View Issue Details

IDProjectCategoryView StatusLast Update
0006441mantisbtlocalizationpublic2007-05-08 03:43
Reportermorpheus Assigned Toachumakov  
PrioritynormalSeverityfeatureReproducibilityN/A
Status closedResolutionduplicate 
Product Version1.0.0rc3 
Summary0006441: I have created an english_utf8 locale
Description

At my company, about 30% of our testers input their bug reports in Japanese. We set them up to use japanese_utf8 as their locale, and I assumed that I would be able to read their Japanese bug reports in the English locale on Mantis. However, it seems that the English locale uses the Windows-1252 character set. Therefore, the Japanese characters appear garbled.

I have created a locale for an English user interface using UTF-8 character encoding. This has solved my problem. I can read bug reports in any language, so long as they were submitted using UTF-8, at the same time leaving the user interface in English.

At some point it would probably be best to separate the languages from the character encoding. That is, you could store all of the lang/strings_* files in UTF-8, and then convert all of your character output to different encodings based on the user's preference when you serve the page to the browser.

Anyway, I have attached my patch. Please feel free to contact me with questions.

It would be nice to get credit in the documentation. My information is:

James Ryan
jamesr@totalinfosecurity.com
http://www.totalinfosecurity.com

Thanks...

TagsNo tags attached.
Attached Files

Relationships

duplicate of 0004804 closedthraxisp Unable to allow mangers to add custom fields 
related to 0004084 closedsiebrand [all lang] Use UTF-8 codepage 

Activities

xella

xella

2005-12-02 02:54

reporter   ~0011679

As an international company, we have similar problem.

Currently, we solve this problem pretty easy with VIM and iconv library. In vim, we open an encoding file and issue 3 commands:

:e ++enc=original_encoding
:file new_encoding_name.php
:w ++enc=utf-8

The first command loads file in right encoding, the second one assures that we won't overwrite original file, then we change encoding name in the text. Finally, the third command saves file in UTF-8.

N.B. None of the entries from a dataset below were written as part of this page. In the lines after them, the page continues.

use rand::seq::SliceRandom;
use rand::Rng;
use std::collections::VecDeque;
use tracing::trace;

use crate::components::{Dir, Pos};
use crate::level::Grid;

/// First direction of a shortest walk from `start` to `target`.
///
/// Neighbors are expanded Up, Right, Down, Left, so among equally short
/// paths the one found first in that order wins. With a `heading`, the
/// reverse of it is never expanded from `start` itself; deeper nodes may
/// turn freely. A target inside a wall counts as reached from any open
/// cell next to it.
///
/// Standing on the target keeps the current heading when possible. When
/// the target cannot be reached, a random non-reversing open direction is
/// drawn from `rng`.
pub fn first_step(
    grid: &Grid,
    start: Pos,
    target: Pos,
    heading: Option<Dir>,
    rng: &mut impl Rng,
) -> Dir {
    let reverse = heading.map(Dir::opposite);
    let walled = grid.is_wall(target);
    let is_goal = |pos: Pos| {
        pos == target || (walled && Dir::ALL.into_iter().any(|dir| pos.step(dir) == Some(target)))
    };
    if is_goal(start) {
        return hold_course(grid, start, heading);
    }

    let width = grid.width();
    let Some(start_idx) = grid.index(start) else {
        trace!(?start, "path start off the board");
        return random_open_dir(grid, start, reverse, rng);
    };

    let mut prev: Vec<Option<usize>> = vec![None; width * grid.height()];
    let mut seen = vec![false; width * grid.height()];
    let mut q = VecDeque::new();
    seen[start_idx] = true;
    q.push_back(start);

    let mut reached = None;
    while let Some(pos) = q.pop_front() {
        let idx = pos.y * width + pos.x;
        if is_goal(pos) {
            reached = Some(idx);
            break;
        }
        for dir in Dir::ALL {
            if pos == start && Some(dir) == reverse {
                continue;
            }
            let Some(next) = grid.open_neighbor(pos, dir) else {
                continue;
            };
            let next_idx = next.y * width + next.x;
            if !seen[next_idx] {
                seen[next_idx] = true;
                prev[next_idx] = Some(idx);
                q.push_back(next);
            }
        }
    }

    let Some(mut node) = reached else {
        trace!(?start, ?target, "no path, picking a random direction");
        return random_open_dir(grid, start, reverse, rng);
    };

    while let Some(parent) = prev[node] {
        if parent == start_idx {
            break;
        }
        node = parent;
    }
    let second = Pos {
        x: node % width,
        y: node / width,
    };
    // A reached goal other than start always has a second path node.
    Dir::between(start, second).unwrap_or_else(|| hold_course(grid, start, heading))
}

/// Breadth-first tile distances from `from`, row-major; `None` where unreachable.
pub fn distance_field(grid: &Grid, from: Pos) -> Vec<Option<u32>> {
    let width = grid.width();
    let mut dist = vec![None; width * grid.height()];
    let Some(start_idx) = grid.index(from) else {
        return dist;
    };
    if grid.is_wall(from) {
        return dist;
    }
    let mut q = VecDeque::new();
    dist[start_idx] = Some(0);
    q.push_back(from);

    while let Some(pos) = q.pop_front() {
        let base = dist[pos.y * width + pos.x].unwrap_or(0);
        for dir in Dir::ALL {
            let Some(next) = grid.open_neighbor(pos, dir) else {
                continue;
            };
            let slot = &mut dist[next.y * width + next.x];
            if slot.is_none() {
                *slot = Some(base + 1);
                q.push_back(next);
            }
        }
    }
    dist
}

fn hold_course(grid: &Grid, pos: Pos, heading: Option<Dir>) -> Dir {
    if let Some(dir) = heading.filter(|dir| grid.can_move(pos, *dir)) {
        return dir;
    }
    let reverse = heading.map(Dir::opposite);
    Dir::ALL
        .into_iter()
        .filter(|dir| grid.can_move(pos, *dir))
        .min_by_key(|dir| Some(*dir) == reverse)
        .or(heading)
        .unwrap_or(Dir::Up)
}

fn random_open_dir(grid: &Grid, pos: Pos, reverse: Option<Dir>, rng: &mut impl Rng) -> Dir {
    let options: Vec<Dir> = Dir::ALL
        .into_iter()
        .filter(|dir| Some(*dir) != reverse && grid.can_move(pos, *dir))
        .collect();
    options
        .choose(rng)
        .copied()
        .or(reverse)
        .unwrap_or(Dir::Up)
}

The problem with this is that we have to regenerate encodings every time new mantis version appears. So separating translation from encodings could really be a good feature.

xella

xella

2005-12-02 02:58

reporter   ~0011680

I have a suggestion to the feature - translation file could contain "default" encoding, which could be used by default if admin won't set some global encoding used by mantis.

For translating from one encoding to another, maybe this could help:

http://www.gnu.org/software/libiconv/

morpheus

morpheus

2005-12-02 03:21

reporter   ~0011681

Thank you all for your comments. Actually, I used iconv from the Linux command line to convert the lang/strings_english file to utf-8. But, since ascii overlaps with utf-8 the first 256 bytes, it probably wasn't necessary.

PHP has native support for the Linux iconv library, so long as you compile it in when you compile PHP. This is what my company uses to serve content in different character sets. What it means is you don't have to store multiple files on your server that have the same content but different character encoding.

This change would be relatively easy to make in Mantis...if only I had the time...

achumakov

achumakov

2006-09-24 05:22

reporter   ~0013456

This problem could be fixed with utf8-ization of Mantis.
For now, no conversion of strings_english is required, but you could just change $s_charset = 'windows-1252'; to $s_charset = 'utf-8';.